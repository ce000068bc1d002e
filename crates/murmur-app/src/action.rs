//! Application side-effects and intents.
//!
//! This module defines the [`AppAction`] enum, which represents instructions
//! produced by the [`crate::App`] state machine for the runtime to execute.
//! Actions are executed in order; a [`AppAction::Display`] echo always
//! precedes the [`AppAction::Issue`] it belongs to.

use murmur_client::ConnectConfig;
use murmur_proto::Command;

use crate::TranscriptEntry;

/// Actions produced by the App state machine.
#[derive(Debug, Clone, PartialEq, Eq)]
pub enum AppAction {
    /// Render the UI.
    Render,

    /// Quit the application.
    Quit,

    /// Open a session with the engine.
    Connect(ConnectConfig),

    /// Append an entry to the transcript.
    Display(TranscriptEntry),

    /// Hand a command to the engine.
    Issue(Command),
}
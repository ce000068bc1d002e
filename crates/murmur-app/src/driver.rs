//! Driver trait for abstracting display I/O.
//!
//! The [`Driver`] trait decouples the application runtime from a specific
//! frontend. Each frontend implements the trait to provide user input and a
//! transcript display, while the generic [`crate::Runtime`] handles all
//! orchestration. The driver is the display owner: every transcript append
//! happens through it, on the runtime's task.

use std::future::Future;

use crate::{App, AppAction, TranscriptEntry};

/// Abstracts the display owner for the application runtime.
///
/// # Implementations
///
/// - **TUI**: crossterm for keyboard input, ratatui for rendering
/// - **Tests**: scripted input, recorded transcript
pub trait Driver: Send {
    /// Platform-specific error type.
    type Error: std::error::Error + Send + 'static;

    /// Wait for user input and apply it to `app`.
    ///
    /// Returns the resulting actions, possibly none. Must be cancel-safe: the
    /// runtime drops the future when a protocol event arrives first.
    ///
    /// # Errors
    ///
    /// Returns an error if the input source fails.
    fn poll_input(&mut self, app: &mut App) -> impl Future<Output = Result<Vec<AppAction>, Self::Error>> + Send;

    /// Append an entry to the transcript display.
    ///
    /// # Errors
    ///
    /// Returns an error if the display cannot be updated.
    fn display(&mut self, entry: TranscriptEntry) -> Result<(), Self::Error>;

    /// Render the application state.
    ///
    /// # Errors
    ///
    /// Returns an error if rendering fails.
    fn render(&mut self, app: &App) -> Result<(), Self::Error>;

    /// Release display resources.
    fn stop(&mut self);
}
//! Protocol vocabulary errors.

use thiserror::Error;

/// Errors raised while parsing lines or resolving protocol vocabulary.
#[derive(Error, Debug, Clone, PartialEq, Eq)]
pub enum ProtoError {
    /// Line contained nothing but whitespace or line terminators.
    #[error("empty line")]
    EmptyLine,

    /// Line had a prefix or tags but no command token.
    #[error("missing command")]
    MissingCommand,

    /// Command token was neither a word nor a three-digit numeric.
    #[error("invalid command: {0:?}")]
    InvalidCommand(String),

    /// Encoding label not recognised.
    #[error("unknown encoding label: {0}")]
    UnknownEncoding(String),

    /// Event kind name not recognised.
    #[error("unknown event kind: {0}")]
    UnknownEventKind(String),
}
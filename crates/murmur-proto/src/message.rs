//! Inbound IRC line parsing.
//!
//! Parses one line (`[@tags] [:prefix] COMMAND params... [:trailing]`) into a
//! [`Message`]. Parameters stay as bytes; only the command token, which the
//! grammar restricts to ASCII, becomes a `String`. IRCv3 tags are skipped.

use crate::{IrcName, ProtoError};

/// A parsed IRC line.
#[derive(Debug, Clone, PartialEq, Eq)]
pub struct Message {
    /// Origin prefix without the leading `:`. `None` if the line had none.
    pub prefix: Option<IrcName>,
    /// Command verb, uppercased, or a three-digit numeric.
    pub command: String,
    /// Parameters, with the trailing parameter last.
    pub params: Vec<Vec<u8>>,
}

impl Message {
    /// Parse a single line. Trailing CR/LF is ignored.
    pub fn parse(line: &[u8]) -> Result<Self, ProtoError> {
        let mut rest = trim_line_end(line);
        if rest.iter().all(|b| *b == b' ') {
            return Err(ProtoError::EmptyLine);
        }

        if rest.first() == Some(&b'@') {
            rest = split_token(rest).1;
        }

        let prefix = if rest.first() == Some(&b':') {
            let (token, remainder) = split_token(&rest[1..]);
            rest = remainder;
            Some(IrcName::from(token))
        } else {
            None
        };

        let (token, mut rest) = split_token(rest);
        if token.is_empty() {
            return Err(ProtoError::MissingCommand);
        }
        let command = parse_command(token)?;

        let mut params = Vec::new();
        loop {
            rest = skip_spaces(rest);
            if rest.is_empty() {
                break;
            }
            if rest[0] == b':' {
                params.push(rest[1..].to_vec());
                break;
            }
            let (param, remainder) = split_token(rest);
            params.push(param.to_vec());
            rest = remainder;
        }

        Ok(Self { prefix, command, params })
    }

    /// Parameter at `index`. `None` if absent.
    pub fn param(&self, index: usize) -> Option<&[u8]> {
        self.params.get(index).map(Vec::as_slice)
    }

    /// Origin prefix, or an empty name when the line had none.
    pub fn origin(&self) -> IrcName {
        self.prefix.clone().unwrap_or_default()
    }
}

/// Nickname portion of an origin prefix (`nick!user@host` → `nick`).
///
/// Bare nicknames and server names are returned unchanged.
pub fn nick_of(prefix: &[u8]) -> &[u8] {
    let end = prefix.iter().position(|b| *b == b'!' || *b == b'@').unwrap_or(prefix.len());
    &prefix[..end]
}

fn parse_command(token: &[u8]) -> Result<String, ProtoError> {
    let is_word = token.iter().all(u8::is_ascii_alphabetic);
    let is_numeric = token.len() == 3 && token.iter().all(u8::is_ascii_digit);
    if !is_word && !is_numeric {
        return Err(ProtoError::InvalidCommand(String::from_utf8_lossy(token).into_owned()));
    }
    Ok(String::from_utf8_lossy(token).to_ascii_uppercase())
}

fn trim_line_end(line: &[u8]) -> &[u8] {
    let end = line.iter().rposition(|b| *b != b'\r' && *b != b'\n').map_or(0, |i| i + 1);
    &line[..end]
}

fn skip_spaces(input: &[u8]) -> &[u8] {
    let start = input.iter().position(|b| *b != b' ').unwrap_or(input.len());
    &input[start..]
}

/// Split at the first space, returning the token and the input after it.
fn split_token(input: &[u8]) -> (&[u8], &[u8]) {
    let input = skip_spaces(input);
    match input.iter().position(|b| *b == b' ') {
        Some(i) => (&input[..i], &input[i + 1..]),
        None => (input, &input[input.len()..]),
    }
}

#[cfg(test)]
mod tests {
    use super::*;

    #[test]
    fn parses_privmsg_with_prefix_and_trailing() {
        let msg = Message::parse(b":alice!a@host PRIVMSG #room :hi there\r\n").unwrap();
        assert_eq!(msg.prefix, Some(IrcName::from("alice!a@host")));
        assert_eq!(msg.command, "PRIVMSG");
        assert_eq!(msg.params, vec![b"#room".to_vec(), b"hi there".to_vec()]);
    }

    #[test]
    fn parses_numeric_without_trailing_colon() {
        let msg = Message::parse(b":irc.example.org 001 tester Welcome").unwrap();
        assert_eq!(msg.command, "001");
        assert_eq!(msg.params, vec![b"tester".to_vec(), b"Welcome".to_vec()]);
    }

    #[test]
    fn skips_tags_and_lowercase_command() {
        let msg = Message::parse(b"@time=2020 :srv ping :token").unwrap();
        assert_eq!(msg.command, "PING");
        assert_eq!(msg.param(0), Some(&b"token"[..]));
    }

    #[test]
    fn keeps_invalid_utf8_params() {
        let msg = Message::parse(b":bob PRIVMSG #room :caf\xe9").unwrap();
        assert_eq!(msg.param(1), Some(&b"caf\xe9"[..]));
    }

    #[test]
    fn empty_trailing_param_is_kept() {
        let msg = Message::parse(b":bob PART #room :").unwrap();
        assert_eq!(msg.params, vec![b"#room".to_vec(), Vec::new()]);
    }

    #[test]
    fn rejects_garbage() {
        assert_eq!(Message::parse(b"\r\n"), Err(ProtoError::EmptyLine));
        assert_eq!(Message::parse(b":prefix-only"), Err(ProtoError::MissingCommand));
        assert!(matches!(Message::parse(b"PRIV-MSG x"), Err(ProtoError::InvalidCommand(_))));
    }

    #[test]
    fn nick_of_strips_user_and_host() {
        assert_eq!(nick_of(b"alice!a@host"), b"alice");
        assert_eq!(nick_of(b"alice@host"), b"alice");
        assert_eq!(nick_of(b"irc.example.org"), b"irc.example.org");
    }
}
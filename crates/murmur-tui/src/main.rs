//! murmur terminal client entry point.

use std::{fs::File, path::Path, sync::Mutex};

use clap::Parser;
use murmur_client::transport::TcpEngine;
use murmur_tui::{App, Args, Runtime, TerminalDriver};
use tracing_subscriber::{EnvFilter, fmt, layer::SubscriberExt, util::SubscriberInitExt};

#[tokio::main]
async fn main() -> Result<(), Box<dyn std::error::Error>> {
    let args = Args::parse();

    if let Some(path) = &args.log_file {
        init_logging(path, &args.log_level)?;
    }

    let session = args.session_config()?;
    let router = args.router_config();

    tracing::info!(
        server = %session.connect.addr(),
        encoding = session.encoding.name(),
        "Starting murmur"
    );

    let app = App::new(session, router);
    let driver = TerminalDriver::new()?;
    let runtime = Runtime::new(driver, TcpEngine::default(), app);

    runtime.run().await?;

    tracing::info!("Shutdown complete");
    Ok(())
}

/// Log to `path`. The terminal owns stdout, so logs never go there.
fn init_logging(path: &Path, level: &str) -> std::io::Result<()> {
    let file = File::create(path)?;
    let filter = EnvFilter::try_from_default_env().unwrap_or_else(|_| EnvFilter::new(level));

    tracing_subscriber::registry()
        .with(fmt::layer().with_writer(Mutex::new(file)).with_ansi(false))
        .with(filter)
        .init();

    Ok(())
}
//! Terminal UI for murmur
//!
//! A thin shell over [`murmur_app::Driver`] that provides terminal-specific
//! I/O. All orchestration logic lives in the generic [`murmur_app::Runtime`].
//!
//! This crate only handles terminal input, rendering, and command-line
//! configuration.

#![forbid(unsafe_code)]
#![deny(missing_docs)]

pub mod cli;
pub mod input;
pub mod terminal;
pub mod ui;

pub use cli::Args;
pub use input::{InputState, KeyInput};
pub use murmur_app::{App, AppAction, AppEvent, Driver, Runtime};
pub use terminal::{TerminalDriver, TerminalError};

____

Count how many lines above include the word "Option" and answer with that figure only.

RESPONSE TO THE EXERCISE —
2